Background: Recent literature suggests a trend toward a higher comorbidity burden in patients undergoing total knee arthroplasty (TKA). However, the impact of increased comorbidities on the cost-effectiveness of TKA is underexplored. This study aimed to compare the financial implications and perioperative outcomes of patients with and without a high comorbidity burden (HCB).
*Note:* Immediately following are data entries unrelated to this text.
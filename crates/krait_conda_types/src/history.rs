//! The append-only `conda-meta/history` log: one entry per transaction,
//! recording the user request and the link/unlink operations performed.

use std::{
    io::Write,
    path::Path,
};

use chrono::{DateTime, NaiveDateTime, Utc};
use thiserror::Error;

/// A single transaction in the history file.
#[derive(Debug, Clone, Default, Eq, PartialEq)]
pub struct HistoryEntry {
    /// The moment the transaction was recorded.
    pub timestamp: Option<DateTime<Utc>>,

    /// The command line that caused the transaction.
    pub command: Option<String>,

    /// The specs the user requested.
    pub update_specs: Vec<String>,

    /// Canonical names of packages that were linked, e.g.
    /// `conda-forge::pkga-1.0-py_0`.
    pub linked: Vec<String>,

    /// Canonical names of packages that were unlinked.
    pub unlinked: Vec<String>,
}

/// An error reading or writing the history file.
#[allow(missing_docs)]
#[derive(Debug, Error)]
pub enum HistoryError {
    #[error(transparent)]
    Io(#[from] std::io::Error),

    #[error("malformed history line: '{0}'")]
    MalformedLine(String),
}

const TIMESTAMP_FORMAT: &str = "%Y-%m-%d %H:%M:%S";

impl HistoryEntry {
    /// Renders the entry in the history file format.
    pub fn render(&self) -> String {
        let mut out = String::new();
        let timestamp = self.timestamp.unwrap_or_else(Utc::now);
        out.push_str(&format!(
            "==> {} <==\n",
            timestamp.format(TIMESTAMP_FORMAT)
        ));
        if let Some(command) = &self.command {
            out.push_str(&format!("# cmd: {command}\n"));
        }
        if !self.update_specs.is_empty() {
            let specs = self
                .update_specs
                .iter()
                .map(|s| format!("'{s}'"))
                .collect::<Vec<_>>()
                .join(", ");
            out.push_str(&format!("# update specs: [{specs}]\n"));
        }
        for unlinked in &self.unlinked {
            out.push_str(&format!("-{unlinked}\n"));
        }
        for linked in &self.linked {
            out.push_str(&format!("+{linked}\n"));
        }
        out
    }

    /// Appends the entry to the history file of a prefix, creating the file
    /// when necessary.
    pub fn append_to_file(&self, path: impl AsRef<Path>) -> Result<(), HistoryError> {
        let mut file = fs_err::OpenOptions::new()
            .create(true)
            .append(true)
            .open(path.as_ref())?;
        file.write_all(self.render().as_bytes())?;
        Ok(())
    }
}

/// Parses a history file into its entries. Unknown comment lines are ignored,
/// anything else malformed is an error.
pub fn parse_history(content: &str) -> Result<Vec<HistoryEntry>, HistoryError> {
    let mut entries: Vec<HistoryEntry> = Vec::new();
    for line in content.lines() {
        let line = line.trim();
        if line.is_empty() {
            continue;
        }
        if let Some(header) = line.strip_prefix("==>") {
            let timestamp_str = header.trim_end_matches("<==").trim();
            let timestamp = NaiveDateTime::parse_from_str(timestamp_str, TIMESTAMP_FORMAT)
                .map_err(|_| HistoryError::MalformedLine(line.to_owned()))?;
            entries.push(HistoryEntry {
                timestamp: Some(timestamp.and_utc()),
                ..HistoryEntry::default()
            });
            continue;
        }

        let entry = entries
            .last_mut()
            .ok_or_else(|| HistoryError::MalformedLine(line.to_owned()))?;
        if let Some(cmd) = line.strip_prefix("# cmd:") {
            entry.command = Some(cmd.trim().to_owned());
        } else if let Some(specs) = line.strip_prefix("# update specs:") {
            entry.update_specs = specs
                .trim()
                .trim_start_matches('[')
                .trim_end_matches(']')
                .split(',')
                .map(|s| s.trim().trim_matches('\'').to_owned())
                .filter(|s| !s.is_empty())
                .collect();
        } else if let Some(linked) = line.strip_prefix('+') {
            entry.linked.push(linked.to_owned());
        } else if let Some(unlinked) = line.strip_prefix('-') {
            entry.unlinked.push(unlinked.to_owned());
        } else if line.starts_with('#') {
            // Other comments (conda versions and the like) are ignored.
        } else {
            return Err(HistoryError::MalformedLine(line.to_owned()));
        }
    }
    Ok(entries)
}

/// Reads and parses the history file of a prefix. A missing file is an empty
/// history.
pub fn read_history_file(path: impl AsRef<Path>) -> Result<Vec<HistoryEntry>, HistoryError> {
    match fs_err::read_to_string(path.as_ref()) {
        Ok(content) => parse_history(&content),
        Err(e) if e.kind() == std::io::ErrorKind::NotFound => Ok(Vec::new()),
        Err(e) => Err(e.into()),
    }
}

#[cfg(test)]
mod test {
    use super::{parse_history, HistoryEntry};
    use chrono::TimeZone;

    #[test]
    fn roundtrip() {
        let entry = HistoryEntry {
            timestamp: Some(chrono::Utc.with_ymd_and_hms(2024, 3, 1, 10, 22, 33).unwrap()),
            command: Some("install pkga".to_owned()),
            update_specs: vec!["pkga".to_owned()],
            linked: vec![
                "test::pkgb-2.1-py_0".to_owned(),
                "test::pkga-1.0-py_0".to_owned(),
            ],
            unlinked: vec![],
        };

        let rendered = entry.render();
        let parsed = parse_history(&rendered).unwrap();
        assert_eq!(parsed, vec![entry]);
    }

    #[test]
    fn multiple_entries_and_ignored_comments() {
        let content = "\
==> 2024-03-01 10:22:33 <==
# cmd: install pkga
# conda version: 23.1.0
+test::pkga-1.0-py_0
==> 2024-03-02 09:00:00 <==
# cmd: remove pkga
-test::pkga-1.0-py_0
";
        let parsed = parse_history(content).unwrap();
        assert_eq!(parsed.len(), 2);
        assert_eq!(parsed[0].linked, vec!["test::pkga-1.0-py_0"]);
        assert_eq!(parsed[1].unlinked, vec!["test::pkga-1.0-py_0"]);
    }

    #[test]
    fn lines_before_a_header_are_malformed() {
        assert!(parse_history("+test::pkga-1.0-py_0\n").is_err());
    }
}
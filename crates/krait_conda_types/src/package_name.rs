//! Package names and their normalization rules.

use std::{
    borrow::Borrow,
    cmp::Ordering,
    fmt::{Display, Formatter},
    hash::{Hash, Hasher},
    str::FromStr,
};

use serde::{Deserialize, Deserializer, Serialize, Serializer};
use thiserror::Error;

/// The name of a package. Package names are compared case-insensitively:
/// equality and hashing go through the normalized (lower-cased) form while
/// the original spelling is preserved for display.
#[derive(Debug, Clone)]
pub struct PackageName {
    normalized: Option<String>,
    source: String,
}

impl PackageName {
    /// Constructs a new name without validating the characters. Use this only
    /// for string literals that are known to be valid.
    pub fn new_unchecked(name: impl Into<String>) -> Self {
        let source = name.into();
        let normalized = source.to_lowercase();
        Self {
            normalized: (normalized != source).then_some(normalized),
            source,
        }
    }

    /// The name exactly as it was given.
    pub fn as_source(&self) -> &str {
        &self.source
    }

    /// The lower-cased form used for comparisons.
    pub fn as_normalized(&self) -> &str {
        self.normalized.as_deref().unwrap_or(&self.source)
    }
}

/// An error that occurs when a string is not a valid package name.
#[derive(Debug, Clone, Eq, PartialEq, Error)]
#[error("'{0}' is not a valid package name, allowed characters are 0-9, a-z, A-Z, '-', '_' and '.'")]
pub struct InvalidPackageNameError(String);

impl FromStr for PackageName {
    type Err = InvalidPackageNameError;

    fn from_str(s: &str) -> Result<Self, Self::Err> {
        s.to_owned().try_into()
    }
}

impl TryFrom<String> for PackageName {
    type Error = InvalidPackageNameError;

    fn try_from(source: String) -> Result<Self, Self::Error> {
        if source.is_empty()
            || !source
                .chars()
                .all(|c| c.is_ascii_alphanumeric() || matches!(c, '-' | '_' | '.'))
        {
            return Err(InvalidPackageNameError(source));
        }
        Ok(Self::new_unchecked(source))
    }
}

impl TryFrom<&str> for PackageName {
    type Error = InvalidPackageNameError;

    fn try_from(source: &str) -> Result<Self, Self::Error> {
        source.to_owned().try_into()
    }
}

impl PartialEq for PackageName {
    fn eq(&self, other: &Self) -> bool {
        self.as_normalized() == other.as_normalized()
    }
}

impl Eq for PackageName {}

impl PartialOrd for PackageName {
    fn partial_cmp(&self, other: &Self) -> Option<Ordering> {
        Some(self.cmp(other))
    }
}

impl Ord for PackageName {
    fn cmp(&self, other: &Self) -> Ordering {
        self.as_normalized().cmp(other.as_normalized())
    }
}

impl Hash for PackageName {
    fn hash<H: Hasher>(&self, state: &mut H) {
        self.as_normalized().hash(state);
    }
}

impl Display for PackageName {
    fn fmt(&self, f: &mut Formatter<'_>) -> std::fmt::Result {
        f.write_str(self.as_source())
    }
}

impl Borrow<str> for PackageName {
    fn borrow(&self) -> &str {
        self.as_normalized()
    }
}

impl Serialize for PackageName {
    fn serialize<S: Serializer>(&self, serializer: S) -> Result<S::Ok, S::Error> {
        self.as_source().serialize(serializer)
    }
}

impl<'de> Deserialize<'de> for PackageName {
    fn deserialize<D: Deserializer<'de>>(deserializer: D) -> Result<Self, D::Error> {
        String::deserialize(deserializer)?
            .try_into()
            .map_err(serde::de::Error::custom)
    }
}
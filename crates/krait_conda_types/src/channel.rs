//! Channels: named sources of packages that resolve to one URL per platform.

use std::{
    fmt::{Display, Formatter},
    path::PathBuf,
    str::FromStr,
};

use serde::{Deserialize, Serialize};
use thiserror::Error;
use url::Url;

use crate::{ParsePlatformError, Platform};

/// Configuration required to resolve bare channel names.
#[derive(Debug, Clone, Eq, PartialEq, Serialize, Deserialize)]
pub struct ChannelConfig {
    /// The url to prepend to a bare channel name, e.g.
    /// `https://conda.anaconda.org` turns `conda-forge` into
    /// `https://conda.anaconda.org/conda-forge/`.
    pub channel_alias: Url,

    /// The directory relative paths to local channels are resolved against.
    pub root_dir: PathBuf,
}

impl ChannelConfig {
    /// Constructs a config with the default channel alias and the given root
    /// directory.
    pub fn default_with_root_dir(root_dir: PathBuf) -> Self {
        Self {
            channel_alias: Url::parse("https://conda.anaconda.org")
                .expect("the default channel alias is a valid url"),
            root_dir,
        }
    }
}

/// A channel from which packages can be obtained.
#[derive(Debug, Clone, Eq, PartialEq, Serialize, Deserialize)]
pub struct Channel {
    /// The platforms explicitly selected with `[…]` in the channel string, or
    /// `None` to use the default set `{current platform, noarch}`.
    #[serde(skip_serializing_if = "Option::is_none")]
    pub platforms: Option<Vec<Platform>>,

    /// The base url of the channel, always ending in a `/`.
    pub base_url: Url,

    /// The name of the channel when it was created from a bare name.
    #[serde(skip_serializing_if = "Option::is_none")]
    pub name: Option<String>,
}

impl Channel {
    /// Constructs a channel directly from a base url.
    pub fn from_url(url: Url) -> Self {
        let base_url = ensure_trailing_slash(url);
        let name = channel_name_from_url(&base_url);
        Self {
            platforms: None,
            base_url,
            name,
        }
    }

    /// Parses a channel string: a bare name (resolved against the channel
    /// alias), an absolute url, or either of these followed by explicit
    /// platform filters in brackets, e.g. `conda-forge[linux-64, noarch]`.
    pub fn from_str(
        str: impl AsRef<str>,
        config: &ChannelConfig,
    ) -> Result<Self, ParseChannelError> {
        let str = str.as_ref().trim();
        let (str, platforms) = parse_platforms(str)?;
        if str.is_empty() {
            return Err(ParseChannelError::Empty);
        }

        let mut channel = if str.contains("://") {
            let url = Url::parse(str).map_err(|e| ParseChannelError::InvalidUrl(e.to_string()))?;
            Channel::from_url(url)
        } else if str.starts_with('/') || str.starts_with("./") || str.starts_with("../") {
            let path = config.root_dir.join(str);
            let url = Url::from_directory_path(&path)
                .map_err(|()| ParseChannelError::InvalidPath(path.display().to_string()))?;
            Channel {
                platforms: None,
                base_url: url,
                name: Some(str.to_owned()),
            }
        } else {
            validate_channel_name(str)?;
            let url = config
                .channel_alias
                .join(&format!("{str}/"))
                .map_err(|e| ParseChannelError::InvalidUrl(e.to_string()))?;
            Channel {
                platforms: None,
                base_url: url,
                name: Some(str.to_owned()),
            }
        };
        channel.platforms = platforms;
        Ok(channel)
    }

    /// Returns the url of the subdirectory for the given platform.
    pub fn platform_url(&self, platform: Platform) -> Url {
        self.base_url
            .join(&format!("{platform}/"))
            .expect("platform strings are valid url segments")
    }

    /// Returns the platforms selected by this channel, or the default set of
    /// the given platform plus `noarch`.
    pub fn platforms_or_default(&self, platform: Platform) -> Vec<Platform> {
        match &self.platforms {
            Some(platforms) => platforms.clone(),
            None if platform.is_noarch() => vec![Platform::NoArch],
            None => vec![platform, Platform::NoArch],
        }
    }

    /// Returns the canonical name of the channel: the configured name when
    /// there is one, the full url otherwise.
    pub fn canonical_name(&self) -> String {
        match &self.name {
            Some(name) => name.clone(),
            None => self.base_url.to_string(),
        }
    }
}

impl Display for Channel {
    fn fmt(&self, f: &mut Formatter<'_>) -> std::fmt::Result {
        f.write_str(&self.canonical_name())
    }
}

/// An error that occurred while parsing a channel string.
#[allow(missing_docs)]
#[derive(Debug, Clone, Eq, PartialEq, Error)]
pub enum ParseChannelError {
    #[error("empty channel string")]
    Empty,

    #[error("invalid platform filter: {0}")]
    InvalidPlatform(#[from] ParsePlatformError),

    #[error("invalid channel url: {0}")]
    InvalidUrl(String),

    #[error("invalid channel path: {0}")]
    InvalidPath(String),

    #[error("'{0}' is not a valid channel name")]
    InvalidName(String),
}

/// Splits off a trailing `[platform, …]` filter from a channel string.
fn parse_platforms(
    channel: &str,
) -> Result<(&str, Option<Vec<Platform>>), ParseChannelError> {
    if channel.ends_with(']') {
        if let Some(start) = channel.rfind('[') {
            let platforms = channel[start + 1..channel.len() - 1]
                .split(',')
                .map(str::trim)
                .filter(|s| !s.is_empty())
                .map(Platform::from_str)
                .collect::<Result<Vec<_>, _>>()?;
            let rest = &channel[..start];
            return Ok((rest, (!platforms.is_empty()).then_some(platforms)));
        }
    }
    Ok((channel, None))
}

fn validate_channel_name(name: &str) -> Result<(), ParseChannelError> {
    if name
        .chars()
        .all(|c| c.is_ascii_alphanumeric() || matches!(c, '-' | '_' | '.' | '/'))
    {
        Ok(())
    } else {
        Err(ParseChannelError::InvalidName(name.to_owned()))
    }
}

fn ensure_trailing_slash(url: Url) -> Url {
    if url.path().ends_with('/') {
        url
    } else {
        let mut url = url;
        url.set_path(&format!("{}/", url.path()));
        url
    }
}

fn channel_name_from_url(url: &Url) -> Option<String> {
    let name = url.path().trim_matches('/');
    (!name.is_empty()).then(|| name.to_owned())
}

#[cfg(test)]
mod test {
    use super::{Channel, ChannelConfig, Platform};
    use url::Url;

    fn config() -> ChannelConfig {
        ChannelConfig::default_with_root_dir(std::env::current_dir().unwrap())
    }

    #[test]
    fn bare_name_resolves_against_alias() {
        let channel = Channel::from_str("conda-forge", &config()).unwrap();
        assert_eq!(
            channel.base_url,
            Url::parse("https://conda.anaconda.org/conda-forge/").unwrap()
        );
        assert_eq!(channel.name.as_deref(), Some("conda-forge"));
        assert_eq!(
            channel.platform_url(Platform::Linux64),
            Url::parse("https://conda.anaconda.org/conda-forge/linux-64/").unwrap()
        );
    }

    #[test]
    fn absolute_url_is_used_as_is() {
        let channel = Channel::from_str("https://repo.prefix.dev/emperor", &config()).unwrap();
        assert_eq!(
            channel.base_url,
            Url::parse("https://repo.prefix.dev/emperor/").unwrap()
        );
    }

    #[test]
    fn platform_filters() {
        let channel = Channel::from_str("conda-forge[linux-64, noarch]", &config()).unwrap();
        assert_eq!(
            channel.platforms,
            Some(vec![Platform::Linux64, Platform::NoArch])
        );
        assert_eq!(channel.name.as_deref(), Some("conda-forge"));
    }

    #[test]
    fn default_platforms_include_noarch() {
        let channel = Channel::from_str("conda-forge", &config()).unwrap();
        assert_eq!(
            channel.platforms_or_default(Platform::Linux64),
            vec![Platform::Linux64, Platform::NoArch]
        );
    }

    #[test]
    fn invalid_channels() {
        assert!(Channel::from_str("", &config()).is_err());
        assert!(Channel::from_str("conda forge", &config()).is_err());
        assert!(Channel::from_str("conda-forge[amiga-68k]", &config()).is_err());
    }
}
Methods: We retrospectively reviewed 10,647 patients who underwent elective, unilateral TKA between 2012 and 2021 at a single academic health center with available financial data. Patients were stratified into HCB (Charlson Comorbidity Index ≥ 5 and American Society of Anesthesiology scores of 3 or 4) and non-HCB groups. A 1:1 propensity match was performed based on baseline characteristics, resulting in 1,536 matched patients (768 per group). Revenue, costs, and contribution margins (CM) of the inpatient episode were compared between groups. Ninety-day readmissions and revisions were also analyzed.
Results: The HCB patients had significantly higher total (P < 0.001) and direct (P < 0.001) costs, while hospital revenue did not differ between cohorts (P = 0.638). This disparity resulted in a significantly decreased CM for the HCB group (P = 0.009). Additionally, HCB patients had a longer length of stay (P < 0.001) and a higher rate of 90-day readmissions (P = 0.005).
Conclusions: Increased inpatient costs for HCB patients undergoing TKA were not offset by proportional revenue, leading to a decreased CM. Furthermore, higher 90-day readmissions exacerbate the financial burden. These findings highlight potential challenges for hospitals in covering indirect expenses, which could jeopardize accessibility to care for HCB patients. Reimbursement models should be revised to better account for the increased financial burden associated with managing HCB patients.
Level of evidence: III.
Keywords: contribution margin; high comorbidity burden; hospital revenue; reimbursement models; total knee arthroplasty.